[Task directions] If a line below contains the string "cursor", copy it out.

[Source records]
* * * * * * *

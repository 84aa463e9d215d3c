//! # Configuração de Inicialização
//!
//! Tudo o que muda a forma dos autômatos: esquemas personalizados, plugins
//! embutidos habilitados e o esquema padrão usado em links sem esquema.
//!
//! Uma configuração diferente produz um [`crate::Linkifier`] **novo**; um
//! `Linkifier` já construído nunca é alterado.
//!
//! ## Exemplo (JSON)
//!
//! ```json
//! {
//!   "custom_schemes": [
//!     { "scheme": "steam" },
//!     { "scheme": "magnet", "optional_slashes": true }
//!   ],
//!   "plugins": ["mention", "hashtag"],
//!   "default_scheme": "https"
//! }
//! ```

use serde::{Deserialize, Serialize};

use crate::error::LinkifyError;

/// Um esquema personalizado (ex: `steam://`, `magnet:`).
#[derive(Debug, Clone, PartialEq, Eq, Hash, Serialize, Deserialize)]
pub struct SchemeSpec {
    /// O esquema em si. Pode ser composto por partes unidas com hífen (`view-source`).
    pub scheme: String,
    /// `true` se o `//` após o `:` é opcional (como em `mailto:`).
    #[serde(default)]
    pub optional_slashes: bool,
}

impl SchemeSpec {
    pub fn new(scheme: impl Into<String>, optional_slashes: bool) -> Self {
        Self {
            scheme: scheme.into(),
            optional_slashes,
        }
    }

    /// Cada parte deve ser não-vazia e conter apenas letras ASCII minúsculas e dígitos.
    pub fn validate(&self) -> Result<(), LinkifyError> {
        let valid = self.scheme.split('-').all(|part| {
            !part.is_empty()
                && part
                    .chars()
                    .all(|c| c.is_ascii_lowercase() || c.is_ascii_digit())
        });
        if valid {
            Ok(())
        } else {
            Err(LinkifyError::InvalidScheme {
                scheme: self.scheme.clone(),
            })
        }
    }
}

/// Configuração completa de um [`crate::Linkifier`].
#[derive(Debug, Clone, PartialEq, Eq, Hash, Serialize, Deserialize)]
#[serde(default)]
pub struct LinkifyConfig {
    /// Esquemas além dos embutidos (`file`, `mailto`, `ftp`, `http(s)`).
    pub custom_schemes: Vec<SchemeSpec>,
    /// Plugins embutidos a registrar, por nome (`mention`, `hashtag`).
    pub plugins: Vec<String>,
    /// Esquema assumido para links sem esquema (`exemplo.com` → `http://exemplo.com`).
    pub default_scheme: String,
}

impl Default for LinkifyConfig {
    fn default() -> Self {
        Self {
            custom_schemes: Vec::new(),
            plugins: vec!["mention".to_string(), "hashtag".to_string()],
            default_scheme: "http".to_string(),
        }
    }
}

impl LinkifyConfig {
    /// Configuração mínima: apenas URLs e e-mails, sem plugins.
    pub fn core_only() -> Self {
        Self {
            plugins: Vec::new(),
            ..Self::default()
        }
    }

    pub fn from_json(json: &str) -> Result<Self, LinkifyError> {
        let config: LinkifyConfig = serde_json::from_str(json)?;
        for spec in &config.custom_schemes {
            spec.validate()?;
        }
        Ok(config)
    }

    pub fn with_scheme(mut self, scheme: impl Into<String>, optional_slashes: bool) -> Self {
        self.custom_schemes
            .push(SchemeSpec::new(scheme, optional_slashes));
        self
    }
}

* * * * * * *

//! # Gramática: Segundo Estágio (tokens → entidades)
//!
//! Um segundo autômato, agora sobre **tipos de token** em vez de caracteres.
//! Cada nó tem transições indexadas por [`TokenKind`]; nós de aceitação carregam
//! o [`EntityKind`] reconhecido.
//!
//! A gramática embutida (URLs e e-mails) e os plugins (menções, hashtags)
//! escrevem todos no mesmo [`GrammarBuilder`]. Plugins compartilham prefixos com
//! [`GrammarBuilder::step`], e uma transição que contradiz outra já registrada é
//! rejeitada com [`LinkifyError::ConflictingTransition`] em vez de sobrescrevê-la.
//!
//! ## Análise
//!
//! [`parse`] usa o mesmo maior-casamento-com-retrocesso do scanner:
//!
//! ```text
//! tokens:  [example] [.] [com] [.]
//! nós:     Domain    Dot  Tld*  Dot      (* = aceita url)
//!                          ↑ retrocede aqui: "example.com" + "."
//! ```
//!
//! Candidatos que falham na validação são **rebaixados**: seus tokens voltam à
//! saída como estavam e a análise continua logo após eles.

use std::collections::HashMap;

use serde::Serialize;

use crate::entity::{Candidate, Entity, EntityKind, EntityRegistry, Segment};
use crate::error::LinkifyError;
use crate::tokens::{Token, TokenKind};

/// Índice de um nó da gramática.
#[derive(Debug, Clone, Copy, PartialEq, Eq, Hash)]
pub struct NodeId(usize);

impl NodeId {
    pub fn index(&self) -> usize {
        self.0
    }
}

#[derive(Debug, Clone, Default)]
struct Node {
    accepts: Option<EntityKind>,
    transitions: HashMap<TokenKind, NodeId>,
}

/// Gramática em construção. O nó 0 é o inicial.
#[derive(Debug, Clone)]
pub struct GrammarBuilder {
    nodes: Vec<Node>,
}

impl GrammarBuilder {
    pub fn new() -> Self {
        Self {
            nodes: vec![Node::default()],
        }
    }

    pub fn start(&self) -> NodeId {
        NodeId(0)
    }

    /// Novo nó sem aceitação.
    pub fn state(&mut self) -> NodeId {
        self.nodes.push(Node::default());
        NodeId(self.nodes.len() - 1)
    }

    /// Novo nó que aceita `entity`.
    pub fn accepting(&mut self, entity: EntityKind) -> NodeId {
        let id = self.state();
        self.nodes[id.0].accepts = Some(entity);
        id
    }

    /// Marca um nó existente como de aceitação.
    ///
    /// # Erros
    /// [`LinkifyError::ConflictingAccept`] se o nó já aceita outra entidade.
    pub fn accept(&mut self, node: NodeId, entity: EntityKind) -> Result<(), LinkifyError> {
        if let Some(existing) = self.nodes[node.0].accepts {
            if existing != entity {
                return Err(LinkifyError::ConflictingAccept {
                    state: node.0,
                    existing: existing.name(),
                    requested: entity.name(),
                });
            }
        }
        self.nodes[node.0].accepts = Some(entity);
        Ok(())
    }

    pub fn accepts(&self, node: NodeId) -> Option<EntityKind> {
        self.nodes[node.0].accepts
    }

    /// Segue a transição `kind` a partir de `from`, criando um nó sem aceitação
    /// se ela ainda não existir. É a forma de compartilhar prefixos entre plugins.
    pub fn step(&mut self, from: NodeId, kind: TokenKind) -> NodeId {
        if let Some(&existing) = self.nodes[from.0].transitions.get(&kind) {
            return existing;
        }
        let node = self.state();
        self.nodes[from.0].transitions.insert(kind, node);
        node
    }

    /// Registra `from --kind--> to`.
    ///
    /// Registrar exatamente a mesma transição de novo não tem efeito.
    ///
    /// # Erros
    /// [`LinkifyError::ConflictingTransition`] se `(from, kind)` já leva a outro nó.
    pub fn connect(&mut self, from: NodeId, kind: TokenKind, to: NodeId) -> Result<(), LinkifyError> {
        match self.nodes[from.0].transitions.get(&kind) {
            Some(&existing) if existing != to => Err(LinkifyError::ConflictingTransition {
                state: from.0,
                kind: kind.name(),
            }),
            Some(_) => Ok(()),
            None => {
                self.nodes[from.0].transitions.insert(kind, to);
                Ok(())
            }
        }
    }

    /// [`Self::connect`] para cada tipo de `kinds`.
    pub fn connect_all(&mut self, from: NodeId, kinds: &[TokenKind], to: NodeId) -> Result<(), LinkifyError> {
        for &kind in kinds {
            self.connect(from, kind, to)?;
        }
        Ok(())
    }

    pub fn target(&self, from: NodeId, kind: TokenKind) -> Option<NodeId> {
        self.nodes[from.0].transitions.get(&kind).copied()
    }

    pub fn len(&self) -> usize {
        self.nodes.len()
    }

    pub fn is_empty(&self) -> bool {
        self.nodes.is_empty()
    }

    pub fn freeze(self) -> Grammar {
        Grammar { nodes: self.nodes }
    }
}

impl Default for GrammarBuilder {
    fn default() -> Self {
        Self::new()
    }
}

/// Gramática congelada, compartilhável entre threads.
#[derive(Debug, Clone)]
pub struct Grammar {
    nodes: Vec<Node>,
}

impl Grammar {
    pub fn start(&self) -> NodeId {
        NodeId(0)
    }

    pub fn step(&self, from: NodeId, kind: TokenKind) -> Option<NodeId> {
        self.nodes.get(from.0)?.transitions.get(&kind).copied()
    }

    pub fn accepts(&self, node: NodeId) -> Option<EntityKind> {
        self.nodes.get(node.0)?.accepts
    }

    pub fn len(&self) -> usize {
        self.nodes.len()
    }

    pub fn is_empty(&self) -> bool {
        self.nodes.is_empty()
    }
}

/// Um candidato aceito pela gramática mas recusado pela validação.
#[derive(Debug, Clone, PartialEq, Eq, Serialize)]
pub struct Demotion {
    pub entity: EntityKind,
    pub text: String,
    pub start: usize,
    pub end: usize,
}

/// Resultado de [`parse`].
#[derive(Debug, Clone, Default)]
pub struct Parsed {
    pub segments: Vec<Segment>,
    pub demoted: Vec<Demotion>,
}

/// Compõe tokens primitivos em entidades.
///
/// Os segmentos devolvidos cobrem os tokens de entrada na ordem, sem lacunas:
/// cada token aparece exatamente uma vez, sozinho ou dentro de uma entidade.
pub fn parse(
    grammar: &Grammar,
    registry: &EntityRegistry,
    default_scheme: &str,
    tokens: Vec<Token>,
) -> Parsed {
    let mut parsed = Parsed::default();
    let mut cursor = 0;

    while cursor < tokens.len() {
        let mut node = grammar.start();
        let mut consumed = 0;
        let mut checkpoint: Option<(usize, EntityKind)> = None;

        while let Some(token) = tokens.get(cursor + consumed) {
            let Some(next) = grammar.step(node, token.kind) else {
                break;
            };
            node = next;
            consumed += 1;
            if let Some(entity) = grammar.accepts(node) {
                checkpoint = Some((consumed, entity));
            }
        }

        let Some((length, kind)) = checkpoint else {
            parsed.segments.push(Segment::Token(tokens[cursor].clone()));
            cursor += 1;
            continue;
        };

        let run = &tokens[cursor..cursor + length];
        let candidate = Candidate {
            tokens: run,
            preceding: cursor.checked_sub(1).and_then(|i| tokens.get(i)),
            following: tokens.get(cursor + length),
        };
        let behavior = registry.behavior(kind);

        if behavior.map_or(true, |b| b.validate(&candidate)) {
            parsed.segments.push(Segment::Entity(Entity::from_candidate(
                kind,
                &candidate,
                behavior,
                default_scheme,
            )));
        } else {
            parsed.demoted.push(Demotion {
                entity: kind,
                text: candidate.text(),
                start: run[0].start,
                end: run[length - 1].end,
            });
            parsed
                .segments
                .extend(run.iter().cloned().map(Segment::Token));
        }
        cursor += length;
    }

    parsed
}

* * * * * * *

[Solution]
    let mut cursor = 0;
    while cursor < tokens.len() {
        while let Some(token) = tokens.get(cursor + consumed) {
            parsed.segments.push(Segment::Token(tokens[cursor].clone()));
            cursor += 1;
        let run = &tokens[cursor..cursor + length];
            preceding: cursor.checked_sub(1).and_then(|i| tokens.get(i)),
            following: tokens.get(cursor + length),
        cursor += length;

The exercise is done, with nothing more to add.